To put the entire onus of credit on Saxton might be disingenuous on the surface. It's not that Cole is a bad announcer, but he has toxic rapport with JBL especially, and it just drives the commentary away from where it needs to be. If Saxton and JBL start falling into those same ruts, the balance would go away in a hurry. Additionally, the lack of confidence in Saxton's voice compared to Cole was a negative. The booth was prone to stretches of uncomfortable silence, the kind that hurt ECW booths when Matt Striker was color commentator alongside the similarly meek Todd Grisham and Josh Mathews.
However, Saxton did show a lot of promise on the mic, promise that cannot be discounted.
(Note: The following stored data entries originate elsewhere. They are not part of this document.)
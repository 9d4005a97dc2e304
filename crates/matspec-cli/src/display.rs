//! Console output for `matspec generate`.
//!
//! Results go to stdout; progress and failures go to stderr so a redirected
//! stdout stays readable.

use std::path::Path;

use matspec_core::{ImageAnalysis, SpecificationDocument, SpecificationSection, csi};
use matspec_store::SkippedImage;

use crate::pipeline::{ItemFailure, Progress};

const RULE: &str = "============================================================";

// ── Status lines ──

pub fn ok(message: &str) {
    println!("[OK] {message}");
}

pub fn info(message: &str) {
    println!("[INFO] {message}");
}

pub fn warning(message: &str) {
    eprintln!("[WARNING] {message}");
}

pub fn error(message: &str) {
    eprintln!("[ERROR] {message}");
}

pub fn print_header(images_dir: &Path, brief: &Path, output_dir: &Path) {
    println!("{RULE}");
    println!("Material Specification Generator");
    println!("{RULE}");
    println!("  {:<26} {}", "Images", images_dir.display());
    println!("  {:<26} {}", "Brief", brief.display());
    println!("  {:<26} {}", "Output", output_dir.display());
    println!();
}

pub fn print_skipped(skipped: &[SkippedImage]) {
    for s in skipped {
        warning(&format!("Skipped {}: {}", s.name, s.reason));
    }
}

// ── Progress ──

/// One stderr line per completed image and per generated section.
pub struct ConsoleProgress;

impl Progress for ConsoleProgress {
    fn image_analyzed(&self, done: usize, total: usize, analysis: &ImageAnalysis) {
        eprintln!("{}", analysis_line(done, total, analysis));
    }

    fn section_generated(&self, done: usize, total: usize, section: &SpecificationSection) {
        let status = if section.is_generated() {
            "specified"
        } else {
            "FAILED"
        };
        eprintln!("  [{done}/{total}] {:<26} {status}", section.source.describe());
    }
}

fn analysis_line(done: usize, total: usize, analysis: &ImageAnalysis) -> String {
    let status = match analysis.failure() {
        Some(f) => format!("FAILED ({})", f.message),
        None => match analysis.materials().len() {
            0 => "analysed, no materials parsed".to_string(),
            1 => "analysed, 1 material".to_string(),
            n => format!("analysed, {n} materials"),
        },
    };
    format!("  [{done}/{total}] {:<26} {status}", analysis.image)
}

// ── Results ──

/// Per-image material table.
pub fn print_material_tables(analyses: &[ImageAnalysis]) {
    println!();
    for analysis in analyses.iter().filter(|a| a.is_analyzed()) {
        for line in material_table(analysis) {
            println!("{line}");
        }
        println!();
    }
}

fn material_table(analysis: &ImageAnalysis) -> Vec<String> {
    let mut out = vec![format!("=== {} ===", analysis.image)];
    let materials = analysis.materials();
    if materials.is_empty() {
        out.push("  (no structured materials; the raw analysis is used for generation)".into());
        return out;
    }
    for m in materials {
        let division = m
            .division()
            .map(csi::division_label)
            .unwrap_or_else(|| "Unclassified".to_string());
        let prominence = m.prominence.map(|p| p.as_str()).unwrap_or("-");
        out.push(format!(
            "  {:<26} {:<8} {division}",
            truncate(m.label(), 26),
            prominence
        ));
    }
    out
}

fn truncate(text: &str, max: usize) -> String {
    if text.chars().count() <= max {
        return text.to_string();
    }
    let cut: String = text.chars().take(max.saturating_sub(3)).collect();
    format!("{cut}...")
}

/// Failure list; identical messages collapse into one line.
pub fn print_failures(failures: &[ItemFailure]) {
    for line in failure_lines(failures) {
        eprintln!("{line}");
    }
}

fn failure_lines(failures: &[ItemFailure]) -> Vec<String> {
    let Some(first) = failures.first() else {
        return Vec::new();
    };
    let shared = failures
        .iter()
        .all(|f| f.failure.message == first.failure.message && f.failure.kind == first.failure.kind);
    if shared && failures.len() > 1 {
        let items: Vec<&str> = failures.iter().map(|f| f.item.as_str()).collect();
        return vec![
            format!(
                "[ERROR] {} items failed: {}",
                failures.len(),
                first.failure.message
            ),
            format!("        Affected: {}", items.join(", ")),
            format!("        Next step: {}", first.failure.kind.hint()),
        ];
    }
    failures
        .iter()
        .map(|f| {
            format!(
                "[ERROR] {} ({}): {}\n        Next step: {}",
                f.item,
                f.stage.as_str(),
                f.failure.message,
                f.failure.kind.hint()
            )
        })
        .collect()
}

pub fn print_summary(document: &SpecificationDocument, written: &Path) {
    println!("{RULE}");
    ok(&format!(
        "{} of {} images specified",
        document.generated_count(),
        document.images_total
    ));
    if document.failed_count() > 0 {
        warning(&format!(
            "{} section(s) unavailable; see the placeholders in the document",
            document.failed_count()
        ));
    }
    ok(&format!("Specification written to {}", written.display()));
}
//! Vision analysis stage: one image in, one `ImageAnalysis` out.

use matspec_core::config::PromptSettings;
use matspec_core::{AnalysisOutcome, ImageAnalysis, ImageInput};
use tracing::{info, warn};

use crate::parse::parse_materials;
use crate::prompts::vision_prompt;
use crate::provider::{AuthFailure, CompletionError, CompletionProvider, require_text};
use crate::retry::{RetryPolicy, with_retry};

/// Analyse one image.
///
/// Per-image failures become `AnalysisOutcome::Failed`; only an
/// authentication failure is returned as an error, since it affects every
/// remaining request.
pub async fn analyze_image(
    provider: &dyn CompletionProvider,
    index: usize,
    image: &ImageInput,
    brief_excerpt: &str,
    policy: &RetryPolicy,
    prompts: &PromptSettings,
) -> Result<ImageAnalysis, AuthFailure> {
    let instruction = vision_prompt(brief_excerpt, prompts);
    let instruction = instruction.as_str();

    let result = with_retry(policy, &image.name, || async move {
        provider
            .analyze_image(image, instruction)
            .await
            .and_then(require_text)
    })
    .await;

    let outcome = match result {
        Ok((completion, attempts)) => {
            let materials = parse_materials(&image.name, &completion.text);
            info!(
                image = %image.name,
                materials = materials.len(),
                attempts,
                tokens = completion.tokens_used,
                "analysed image"
            );
            AnalysisOutcome::Analyzed {
                materials,
                raw_reply: completion.text,
            }
        }
        Err(failure) => {
            if let CompletionError::Auth(message) = failure.error {
                return Err(AuthFailure { message });
            }
            warn!(
                image = %image.name,
                attempts = failure.attempts,
                error = %failure.error,
                "image analysis failed"
            );
            AnalysisOutcome::Failed(failure.error.to_failure(failure.attempts))
        }
    };

    Ok(ImageAnalysis {
        index,
        image: image.name.clone(),
        outcome,
    })
}

#[cfg(test)]
mod tests {
    use super::*;
    use crate::stub::{StubProvider, test_image};
    use matspec_core::FailureKind;

    #[tokio::test]
    async fn parses_reply_into_records() {
        let stub = StubProvider::new().with_vision_reply(
            "a.png",
            "## Glass\n- Material type: Low-E glass\n- Prominence: high",
        );
        let analysis = analyze_image(
            &stub,
            0,
            &test_image("a.png"),
            "A library",
            &RetryPolicy::immediate(),
            &PromptSettings::default(),
        )
        .await
        .unwrap();
        assert!(analysis.is_analyzed());
        assert_eq!(analysis.materials().len(), 1);
        assert_eq!(analysis.materials()[0].source_image, "a.png");
        assert!(stub.vision_prompts()[0].contains("Project context: A library"));
    }

    #[tokio::test]
    async fn unparseable_reply_is_still_analysed() {
        let stub = StubProvider::new().with_vision_reply("a.png", "Mostly glass, honestly.");
        let analysis = analyze_image(
            &stub,
            0,
            &test_image("a.png"),
            "",
            &RetryPolicy::immediate(),
            &PromptSettings::default(),
        )
        .await
        .unwrap();
        assert!(analysis.is_analyzed());
        assert!(analysis.materials().is_empty());
        assert_eq!(analysis.raw_reply(), Some("Mostly glass, honestly."));
    }

    #[tokio::test]
    async fn empty_reply_is_retried() {
        let stub = StubProvider::new()
            .with_vision_replies("a.png", vec![Ok(String::new())])
            .with_vision_reply("a.png", "## Brick\n- Material type: Brick");
        let analysis = analyze_image(
            &stub,
            0,
            &test_image("a.png"),
            "",
            &RetryPolicy::immediate(),
            &PromptSettings::default(),
        )
        .await
        .unwrap();
        assert!(analysis.is_analyzed());
        assert_eq!(stub.vision_calls(), 2);
    }

    #[tokio::test]
    async fn persistent_transient_failure_marks_image_failed() {
        let stub = StubProvider::new().with_vision_replies(
            "a.png",
            vec![
                Err(CompletionError::Transient("timeout".into())),
                Err(CompletionError::Transient("timeout".into())),
            ],
        );
        let analysis = analyze_image(
            &stub,
            3,
            &test_image("a.png"),
            "",
            &RetryPolicy::immediate(),
            &PromptSettings::default(),
        )
        .await
        .unwrap();
        let failure = analysis.failure().unwrap();
        assert_eq!(failure.kind, FailureKind::Transient);
        assert_eq!(failure.attempts, 2);
        assert_eq!(analysis.index, 3);
    }

    #[tokio::test]
    async fn auth_failure_aborts() {
        let stub = StubProvider::new()
            .with_vision_replies("a.png", vec![Err(CompletionError::Auth("invalid x-api-key".into()))]);
        let err = analyze_image(
            &stub,
            0,
            &test_image("a.png"),
            "",
            &RetryPolicy::immediate(),
            &PromptSettings::default(),
        )
        .await
        .unwrap_err();
        assert_eq!(err.message, "invalid x-api-key");
        assert_eq!(stub.vision_calls(), 1);
    }
}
He legitimately seemed like he wanted to keep the collective eyes forward and the commentary moving along with the narrative. At one point in the broadcast, JBL started going off on a tangent, and Saxton bluntly told him "Well, I'm paying attention to the match," which surprisingly shut the loudmouth windbag up. It would have been easy to let JBL dominate the booth, but Saxton held point exceedingly well. As it followed, both JBL and Booker were tamed, and JBL especially used his massive bank of useless knowledge for good rather than evil for once.
Saxton may or may not be the longterm future in the booth for WWE. He still has some growing to do, but he at least showed he has promise in him when he's allowed to act like a normal announcer and not some crisis-driven fill-in under duress. He also showed that direction of the commentary is far more important than the actual things commentators say. Michael Cole may have more of an announcer's voice, but his absence from the booth spoke volumes about how he allowed the narrative to atrophy. Even if Saxton isn't the answer, Cole in his current form with JBL as one of his sidekicks totally isn't either. But hey, if Saxton is the longterm solution in the broadcast booth for WWE, he certainly isn't a terrible one.